Posted by harry on June 29, 2009, 7:25 pm
I have a solar water heater too. I made it myself but before I'd
finished I was wishing I'd just bought one. I made a glass fronted
box (8' x 4') and made an array of copper tubes soldered onto copper
fins. All made from scrap metal. But jeeze, I was at it for weeks.
The big problem was the glazing. I used polycarbonate multilayer roof
glazing. Numerous problems with leaks and expansion buckling. I think
the copper bit performs as well as any commercial design, the glazing
maybe not. All very heavy to get on the roof too. However on a
sunny day I can get the water up to almost 200deg fah. It's not so
good when cloudy. It's probably a bit oversized. It was supposed to
be a self draining job but there was some water left in and it froze
and burst a couple of the tubes last Winter. So I suppose I'll have to
put in antifreeze. It drains into a stainless steel bucket I happened
to have which is open to atmosphere. Well it has a lid. But as it's
in the roof space (hot up there) & the water is very hot the water
evaporates, I have to go up once a month to fill it.

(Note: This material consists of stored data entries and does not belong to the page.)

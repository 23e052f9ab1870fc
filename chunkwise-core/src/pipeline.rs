//! End-to-end ingestion
//!
//! One call turns a transcript into its finished chunk set: segmentation
//! (tiling with fallback), overlap composition, timestamp reconciliation and
//! verification, in that order. Nothing is returned until every stage has
//! run, so callers never see partial state for a transcript.

use crate::config::PipelineConfig;
use crate::error::Result;
use crate::overlap::{ComposedChunk, OverlapCompositor};
use crate::segmenter::{FallbackChunker, Segmentation, Segmenter, TextTiler};
use crate::text::word_count;
use crate::timeline::TimestampReconciler;
use crate::types::{
    BaseChunk, Chunk, ChunkingStats, Ingestion, SegmentationMethod, TimedSegment, Transcript,
};
use crate::verify::{chunking_stats, verify_chunking};

/// Transcript chunking pipeline
///
/// Holds only read-only configuration and can be shared across threads.
///
/// # Example
///
/// ```
/// use chunkwise_core::ChunkingPipeline;
///
/// let pipeline = ChunkingPipeline::default();
/// let chunks = pipeline.chunk_text("A short talk. It has three sentences. That is all.");
/// assert_eq!(chunks.len(), 1);
/// assert!(pipeline.chunk_text("   ").is_empty());
/// ```
#[derive(Debug, Clone, Default)]
pub struct ChunkingPipeline {
    config: PipelineConfig,
}

impl ChunkingPipeline {
    /// Create a pipeline, validating the configuration
    pub fn new(config: PipelineConfig) -> Result<Self> {
        config.validate()?;
        Ok(Self { config })
    }

    pub fn config(&self) -> &PipelineConfig {
        &self.config
    }

    /// Base chunk texts for `text`, with the strategy that produced them
    pub fn segment(&self, text: &str) -> (Vec<String>, SegmentationMethod) {
        if text.trim().is_empty() {
            return (Vec::new(), SegmentationMethod::Empty);
        }

        let words = word_count(text);
        let params = self.config.tiling.params_for(words);
        log::debug!(
            "{words} words, tiling with w={} k={}",
            params.window,
            params.smoothing
        );

        match TextTiler::new(params).segment(text) {
            Segmentation::Segmented(chunks) if !chunks.is_empty() => {
                (chunks, SegmentationMethod::Tiling)
            }
            Segmentation::Segmented(_) => self.fall_back(text, "tiling produced no chunks".into()),
            Segmentation::Unavailable(reason) => self.fall_back(text, reason.to_string()),
        }
    }

    fn fall_back(&self, text: &str, reason: String) -> (Vec<String>, SegmentationMethod) {
        let fallback = FallbackChunker::new(self.config.fallback);
        log::warn!("tiling unavailable ({reason}), using {} chunker", fallback.name());

        let chunks = fallback.segment(text).chunks().unwrap_or_default();
        (chunks, SegmentationMethod::Fallback { reason })
    }

    /// Base chunk texts, before overlap
    ///
    /// Empty or whitespace-only input yields no chunks.
    pub fn chunk_text(&self, text: &str) -> Vec<String> {
        self.segment(text).0
    }

    /// Finished chunk records for `text`
    ///
    /// `overlap_words` applies only when `use_overlap` is set.
    pub fn chunk_with_metadata(
        &self,
        text: &str,
        video_id: Option<&str>,
        segments: &[TimedSegment],
        video_title: Option<&str>,
        use_overlap: bool,
        overlap_words: usize,
    ) -> Vec<Chunk> {
        let overlap = use_overlap.then_some(overlap_words);
        self.run(text, segments, video_id, video_title, overlap).chunks
    }

    /// Run every stage for one transcript
    pub fn ingest(&self, transcript: &Transcript) -> Ingestion {
        let overlap = self
            .config
            .overlap
            .enabled
            .then_some(self.config.overlap.overlap_words);

        let ingestion = self.run(
            &transcript.cleaned_text,
            &transcript.segments,
            transcript.video_id.as_deref(),
            transcript.video_title.as_deref(),
            overlap,
        );

        log::info!(
            "ingested {}: {} chunks via {}, {} coarse timestamps, verification {}",
            transcript.video_id.as_deref().unwrap_or("unknown"),
            ingestion.chunks.len(),
            ingestion.method.name(),
            ingestion.coarse_timestamps,
            if ingestion.verification.passed {
                "passed"
            } else {
                "failed"
            }
        );
        ingestion
    }

    /// Ingest many transcripts, independently
    ///
    /// Results are in input order. With the `parallel` feature the batch runs
    /// on a rayon pool sized by `parallel.threads`.
    pub fn ingest_batch(&self, transcripts: &[Transcript]) -> Vec<Ingestion> {
        self.ingest_batch_with(transcripts, |_, _| {})
    }

    /// [`ingest_batch`](Self::ingest_batch), calling `on_complete` with the
    /// input index of each transcript as soon as it is ingested
    ///
    /// Completion order follows the workers, not the input.
    pub fn ingest_batch_with<F>(&self, transcripts: &[Transcript], on_complete: F) -> Vec<Ingestion>
    where
        F: Fn(usize, &Ingestion) + Sync,
    {
        let ingest_one = |(index, transcript): (usize, &Transcript)| {
            let ingestion = self.ingest(transcript);
            on_complete(index, &ingestion);
            ingestion
        };

        #[cfg(feature = "parallel")]
        {
            use rayon::prelude::*;

            let threads = match self.config.parallel.threads {
                0 => num_cpus::get(),
                n => n,
            };

            match rayon::ThreadPoolBuilder::new()
                .num_threads(threads)
                .thread_name(|i| format!("chunkwise-worker-{i}"))
                .build()
            {
                Ok(pool) => {
                    log::debug!(
                        "ingesting {} transcripts on {} threads",
                        transcripts.len(),
                        pool.current_num_threads()
                    );
                    return pool.install(|| {
                        transcripts
                            .par_iter()
                            .enumerate()
                            .map(&ingest_one)
                            .collect()
                    });
                }
                Err(e) => log::warn!("thread pool unavailable ({e}), ingesting sequentially"),
            }
        }

        transcripts.iter().enumerate().map(&ingest_one).collect()
    }

    /// Size statistics over chunk texts
    pub fn chunking_stats<S: AsRef<str>>(&self, chunks: &[S]) -> ChunkingStats {
        chunking_stats(chunks)
    }

    fn run(
        &self,
        text: &str,
        segments: &[TimedSegment],
        video_id: Option<&str>,
        video_title: Option<&str>,
        overlap_words: Option<usize>,
    ) -> Ingestion {
        let (texts, method) = self.segment(text);
        let base_chunks: Vec<BaseChunk> = texts.into_iter().map(BaseChunk::new).collect();

        let composed = match overlap_words {
            Some(words) => OverlapCompositor::new(words).compose(&base_chunks),
            None => OverlapCompositor::passthrough(&base_chunks),
        };

        let texts: Vec<&str> = composed.iter().map(|c| c.text.as_str()).collect();
        let spans = TimestampReconciler::new(self.config.timestamps).reconcile(&texts, segments);
        let coarse_timestamps = spans.iter().filter(|s| s.is_coarse()).count();

        if coarse_timestamps > 0 {
            log::warn!(
                "{coarse_timestamps} of {} chunks fell back to coarse timestamps",
                composed.len()
            );
        }

        let chunks: Vec<Chunk> = composed
            .into_iter()
            .zip(spans)
            .enumerate()
            .map(|(chunk_id, (ComposedChunk { text, has_overlap }, span))| Chunk {
                chunk_id,
                word_count: word_count(&text),
                char_count: text.chars().count(),
                text,
                has_overlap,
                start_time: span.start,
                end_time: span.end,
                video_id: video_id.map(str::to_string),
                video_title: video_title.map(str::to_string),
            })
            .collect();

        let base_texts: Vec<&str> = base_chunks.iter().map(|c| c.text.as_str()).collect();
        let verification = verify_chunking(text, &base_texts);
        if !verification.passed && !base_chunks.is_empty() {
            log::warn!(
                "chunk verification failed: {}",
                verification.failed_checks().join(", ")
            );
        }

        Ingestion {
            base_chunks,
            chunks,
            verification,
            method,
            coarse_timestamps,
        }
    }
}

Posted by Jim Wilkins on June 29, 2009, 11:24 pm
Mine is just an old water heater tank painted black. The top half
heats during the day and the heat equalizes through the bottom at
night. It is at ground level so easy to work on. It isn't connected to
the plumbing, which simplifies everything considerably but means I
have to carry the water to the washing machine in a bucket.

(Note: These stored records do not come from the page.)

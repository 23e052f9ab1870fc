//! Rule-based English sentence tokenization
//!
//! A boundary is placed after a run of terminators (plus any closing quotes
//! or brackets) that is followed by whitespace or the end of the text.
//! Candidates after titles, trailing abbreviations and single-letter
//! initials are rejected. Sentences are returned as trimmed slices of the
//! input, so joining them with single spaces conserves every word.

use std::collections::HashSet;
use std::sync::OnceLock;

/// Sentence-ending punctuation
const TERMINATORS: &[char] = &['.', '!', '?', '…'];

/// Characters that may trail a terminator and still belong to the sentence
const CLOSERS: &[char] = &['"', '\'', ')', ']', '}', '”', '’', '»'];

/// Abbreviations that are never followed by a boundary ("Dr. Smith")
const TITLES: &[&str] = &[
    "dr", "mr", "mrs", "ms", "prof", "sr", "jr", "st", "mt", "gen", "col", "lt", "sgt", "rev",
    "hon", "capt",
];

/// Abbreviations that end a sentence only when a capitalized word follows
const TRAILING: &[&str] = &[
    "etc", "vs", "e.g", "i.e", "approx", "dept", "est", "fig", "inc", "ltd", "co", "corp", "jan",
    "feb", "mar", "apr", "jun", "jul", "aug", "sep", "sept", "oct", "nov", "dec", "cf", "al",
];

/// Terminator and abbreviation rules for sentence splitting
#[derive(Debug, Clone)]
struct SentenceRules {
    titles: HashSet<&'static str>,
    trailing: HashSet<&'static str>,
}

impl SentenceRules {
    fn english() -> Self {
        Self {
            titles: TITLES.iter().copied().collect(),
            trailing: TRAILING.iter().copied().collect(),
        }
    }

    /// Whether the terminator run `text[run_start..run_end]` ends a sentence
    fn ends_sentence(&self, text: &str, run_start: usize, run_end: usize) -> bool {
        let run = &text[run_start..run_end];
        let after = &text[run_end..];

        // Only a lone dot can belong to an abbreviation.
        if run.trim_end_matches(CLOSERS) != "." {
            return true;
        }

        let word = preceding_word(&text[..run_start]);
        if word.is_empty() {
            return true;
        }

        let lowered = word.to_lowercase();
        if self.titles.contains(lowered.as_str()) {
            return false;
        }

        let next = after.trim_start().chars().next();
        let next_is_capital = next.is_some_and(char::is_uppercase);

        if self.trailing.contains(lowered.as_str()) && !next_is_capital && next.is_some() {
            return false;
        }

        if is_initial(word) && next_is_capital {
            return false;
        }

        true
    }

    /// Split text into trimmed, non-empty sentences
    fn split<'a>(&self, text: &'a str) -> Vec<&'a str> {
        let mut sentences = Vec::new();
        let mut start = 0;
        let mut chars = text.char_indices().peekable();

        while let Some((pos, ch)) = chars.next() {
            if !TERMINATORS.contains(&ch) {
                continue;
            }

            let mut run_end = pos + ch.len_utf8();
            while let Some(&(next_pos, next)) = chars.peek() {
                if TERMINATORS.contains(&next) || CLOSERS.contains(&next) {
                    run_end = next_pos + next.len_utf8();
                    chars.next();
                } else {
                    break;
                }
            }

            let at_break = text[run_end..]
                .chars()
                .next()
                .map_or(true, char::is_whitespace);
            if !at_break {
                continue;
            }

            if self.ends_sentence(text, pos, run_end) {
                push_trimmed(&mut sentences, &text[start..run_end]);
                start = run_end;
            }
        }

        push_trimmed(&mut sentences, &text[start..]);
        sentences
    }
}

/// Split text into sentences using the built-in English rules
pub fn split_sentences(text: &str) -> Vec<&str> {
    static RULES: OnceLock<SentenceRules> = OnceLock::new();
    RULES.get_or_init(SentenceRules::english).split(text)
}

fn push_trimmed<'a>(sentences: &mut Vec<&'a str>, candidate: &'a str) {
    let trimmed = candidate.trim();
    if !trimmed.is_empty() {
        sentences.push(trimmed);
    }
}

/// The word directly before a terminator, without leading punctuation
fn preceding_word(before: &str) -> &str {
    let last = before
        .rsplit(char::is_whitespace)
        .next()
        .unwrap_or_default();
    last.trim_start_matches(|c: char| !c.is_alphanumeric())
}

fn is_initial(word: &str) -> bool {
    let mut chars = word.chars();
    match (chars.next(), chars.next()) {
        (Some(c), None) => c.is_uppercase() && c != 'I',
        _ => false,
    }
}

Which polycarbonate? The glass on mine has started to crack. I plan to
cover the greenhouse box with a single sheet, like a shed roof, hinged
at the top edge but otherwise free to expand, and kept down when the
wind blows with a crosswise batten and the bungee cords for the
insulated cover panels.
Posted by harry on June 30, 2009, 7:23 pm
Glazing is a big problem. The heat you get in the collector is so
great there'a always gonna be expansion problems. Initially I just
screwed the polycarbonate down with some "penny washers" under the
crew heads. But it all buckled up in hot weather. I tried various
things but eventually when for the sophisticated solution - more
screws & washers.
The polycarbonate is a standard thing over here. It's available in
various thicknesses with multilayers spaced apart. You can get
anything from two layers (3/8" thick to six layers just over an inch
thick) I assume you are on inches over there. The stuff is virtually
indestructable, you can bend it double & it won't break. They make
vandal-proof light fittings from it.
It's pretty expensive, I had some off-cuts from my conservatory roof.
It's quite important to make it as near to airtight as you can to keep
the heat in.
Posted by News on June 24, 2009, 3:16 pm
Harry, is there a web site this house is on?